4ème de couverture :
Souvent les femmes se croient indépendantes, autonomes… jusqu'à ce que frappe la violence masculine. Alors elles vacillent et, incapables de faire plus que rêver à leur évasion, acceptent leur statut de victimes. Ce sentiment d'impuissance face à la brutalité mâle imprègne ces nouvelles finement ciselées, dont les héroïnes reçoivent cette cruauté chacune à leur manière : l'une raconte à son ex-mari son étrange aventure avec un joueur de dés qui la traitait avec sadisme ou tendresse selon les fluctuations de ses gains aux tables de jeu ; une autre, prostituée, rêve de trancher la gorge de son compagnon  avec la lame de rasoir cachée dans son sac, mais se contente de le quitter en l'insultant faiblement…

Ces vingt-cinq mini-romans, malgré leur noirceur sous-jacente, ne cessent de fasciner et - on ose à peine l'avouer – de séduire.

Mon avis :
Encore une belle surprise ! 
Vingt-cinq "petites" vies, c'est ce que nous proposent Joyce Carol Oates avec ce recueil de nouvelles : touchantes, parfois cruelles, parfois étranges, parfois dérangeantes ou juste troublantes, toutes ces nouvelles nous révèlent un bout de vie, plus ou moins long, d'un homme, d'une femme, d'une famille... Les thèmes abordés sont très variés mais aussi très familiers; cela pourrait être la vie de n'importe qui : pas de spectaculaire, de fantastique, juste une rupture dans une existence bien rangée : perte d'un enfant, adultère, accident de chasse, cambriolage qui tourne mal, passion, racisme, etc., autant de sujets qui révèlent les failles de chacun vivant ces situations et qui bouleversent à vie...
En quelques pages, la plupart des récits des première et deuxième parties ont su m'accrocher et, parfois même, étrangement, me fasciner malgré leur brièveté... Néanmoins certaines nouvelles ne m'ont pas du tout plu, je les ai trouvées fades, inintéressantes, voire absurdes au regard des autres récits : ce fut le cas de toutes les nouvelles de la troisième partie (heureusement, la plus courte!!)...
J'ai beaucoup apprécié le style très fluide de l'auteure, les phrases sont très rythmées : ces nouvelles se lisent avec grande facilité !

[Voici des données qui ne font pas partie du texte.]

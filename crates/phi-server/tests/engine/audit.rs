// Copyright (c) 2025 Geoffrey Huntley <ghuntley@ghuntley.com>. All rights reserved.
// SPDX-License-Identifier: Proprietary

use std::sync::Arc;

use http::{Method, StatusCode};
use phi_server_audit::{AuditAction, AuditSink, RecordOutcome};
use phi_server_config::ServerConfig;
use phi_server_db::AuditQuery;
use serde_json::json;

use super::support::{BrokenSink, World};

#[tokio::test]
async fn patient_read_is_recorded_with_request_context() {
	let world = World::new().await;
	let ctx = world.ctx(world.provider);
	let path = format!("/api/patients/{}", world.patient.id);

	let status = world
		.engine
		.finish_request(&ctx, &Method::GET, &path, StatusCode::OK, Some(json!({"ignored": true})));
	assert_eq!(status, StatusCode::OK);

	let query = AuditQuery {
		actor_user_id: Some(world.provider),
		..AuditQuery::default()
	};
	let page = world.wait_for_events(&query, 1).await;
	assert_eq!(page.total, 1);

	let event = &page.events[0];
	assert_eq!(event.action_type, AuditAction::Read);
	assert_eq!(event.resource_type, "patient");
	assert_eq!(event.resource_id, Some(*world.patient.id.as_uuid()));
	assert_eq!(event.organization_id, Some(world.org));
	assert_eq!(event.ip_address.as_deref(), Some("10.1.2.3"));
	assert_eq!(event.user_agent.as_deref(), Some("phi-tests/1.0"));
	assert_eq!(event.request_id.as_deref(), ctx.request_id());
	assert_eq!(event.changes, None);
}

#[tokio::test]
async fn write_carries_its_change_summary() {
	let world = World::new().await;
	let ctx = world.ctx(world.proxy);
	let path = format!(
		"/api/organizations/{}/patients/{}/appointments",
		world.org, world.patient.id
	);

	world.engine.finish_request(
		&ctx,
		&Method::POST,
		&path,
		StatusCode::CREATED,
		Some(json!({"scheduled_for": "2026-11-02T09:00:00Z"})),
	);

	let query = AuditQuery {
		action_type: Some(AuditAction::Create),
		..AuditQuery::default()
	};
	let page = world.wait_for_events(&query, 1).await;
	let event = &page.events[0];
	assert_eq!(event.resource_type, "appointment");
	assert_eq!(event.resource_id, None);
	assert_eq!(
		event.changes,
		Some(json!({"scheduled_for": "2026-11-02T09:00:00Z"}))
	);
}

#[tokio::test]
async fn excluded_route_and_failed_request_leave_no_trace() {
	let world = World::new().await;
	let ctx = world.ctx(world.provider);

	let health = world
		.engine
		.recorder
		.record(&ctx, &Method::GET, "/health", StatusCode::OK, None)
		.await;
	assert!(health.is_skipped());

	let failed = world
		.engine
		.recorder
		.record(
			&ctx,
			&Method::GET,
			&format!("/api/patients/{}", world.patient.id),
			StatusCode::INTERNAL_SERVER_ERROR,
			None,
		)
		.await;
	assert!(failed.is_skipped());

	assert_eq!(
		world.engine.finish_request(&ctx, &Method::GET, "/healthz", StatusCode::OK, None),
		StatusCode::OK
	);

	let page = world
		.engine
		.audit_log
		.query_events(&AuditQuery::default())
		.await
		.unwrap();
	assert_eq!(page.total, 0);
	assert_eq!(world.engine.recorder.health().events_dispatched, 0);
}

#[tokio::test]
async fn failing_sink_does_not_change_the_response() {
	let broken = Arc::new(BrokenSink::default());
	let world = World::build(
		ServerConfig::default(),
		vec![broken.clone() as Arc<dyn AuditSink>],
	)
	.await;
	let ctx = world.ctx(world.patient_user);

	let status = world.engine.finish_request(
		&ctx,
		&Method::GET,
		"/api/me/appointments",
		StatusCode::OK,
		None,
	);
	assert_eq!(status, StatusCode::OK);

	let page = world.wait_for_events(&AuditQuery::default(), 1).await;
	assert_eq!(page.total, 1);

	let outcome = world
		.engine
		.recorder
		.record(&ctx, &Method::GET, "/api/me/appointments", StatusCode::OK, None)
		.await;
	match outcome {
		RecordOutcome::Recorded(report) => {
			assert_eq!(report.delivered, 1);
			assert_eq!(report.failures.len(), 1);
		}
		other => panic!("expected an inline record, got {other:?}"),
	}

	assert_eq!(broken.calls(), 2);

	// the background dispatch settles its counters after the row is visible
	let mut consecutive = 0;
	for _ in 0..100 {
		let health = world.engine.recorder.health();
		consecutive = health
			.sinks
			.iter()
			.find(|s| s.name == "broken")
			.map(|s| s.consecutive_failures)
			.unwrap_or_default();
		if consecutive == 2 {
			break;
		}
		tokio::time::sleep(std::time::Duration::from_millis(10)).await;
	}
	assert_eq!(consecutive, 2);
}

#[tokio::test]
async fn persistent_sink_failure_raises_an_alert_and_keeps_retrying() {
	let broken = Arc::new(BrokenSink::default());
	let mut config = ServerConfig::default();
	config.audit.alert_after_failures = 2;
	let world = World::build(config, vec![broken.clone() as Arc<dyn AuditSink>]).await;
	let ctx = world.ctx(world.provider);
	let path = format!("/api/patients/{}", world.patient.id);

	for _ in 0..3 {
		world
			.engine
			.recorder
			.record(&ctx, &Method::GET, &path, StatusCode::OK, None)
			.await;
	}

	let health = world.engine.recorder.health();
	assert!(!health.is_healthy());
	assert_eq!(health.append_failures, 3);
	assert_eq!(broken.calls(), 3);

	let sqlite = health.sinks.iter().find(|s| s.name == "sqlite").unwrap();
	assert_eq!(sqlite.consecutive_failures, 0);
	assert!(!sqlite.alerting);
}

#[tokio::test]
async fn stored_events_reject_tampering() {
	let world = World::new().await;
	let ctx = world.ctx(world.provider);
	world
		.engine
		.recorder
		.record(
			&ctx,
			&Method::DELETE,
			&format!("/api/patients/{}", world.patient.id),
			StatusCode::NO_CONTENT,
			None,
		)
		.await;

	let update = sqlx::query("UPDATE audit_events SET action_type = 'READ'")
		.execute(&world.engine.pool)
		.await;
	assert!(update.is_err());
	let delete = sqlx::query("DELETE FROM audit_events")
		.execute(&world.engine.pool)
		.await;
	assert!(delete.is_err());

	let page = world
		.engine
		.audit_log
		.query_events(&AuditQuery::default())
		.await
		.unwrap();
	assert_eq!(page.total, 1);
	assert_eq!(page.events[0].action_type, AuditAction::Delete);
}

Quelques phrases et extraits sur certains récits parmi ceux qui m'ont le plus touchée ou interpellée ou troublée :
Chercher une maison. Un couple attendait un enfant mais celui-ci n'est pas arrivé à terme : perte tragique pour ce jeune couple à qui tout réussissait... Ils décident de changer de vie et de déménager mais, le jour du départ approchant, la femme informe son mari qu'elle souhaite rester seule quelques temps et qu'il n'a qu'à aller choisir la maison sans elle, elle le rejoindra plus tard... Cet homme visite donc des maisons mais elles ne conviennent jamais...
"Petit à petit, insensiblement, le temps du deuil se changea en temps d'envie. Pour autant qu'ils le sachent, ils n'avaient jamais été des gens envieux, mais ils se surprirent soudain à dévisager des familles, de jeunes parents avec leurs enfants, une mère et son bébé - des inconnus dont le bonheur irritait comme un frottement de paille de fer sur la peau." (Philippe Rey - p.11)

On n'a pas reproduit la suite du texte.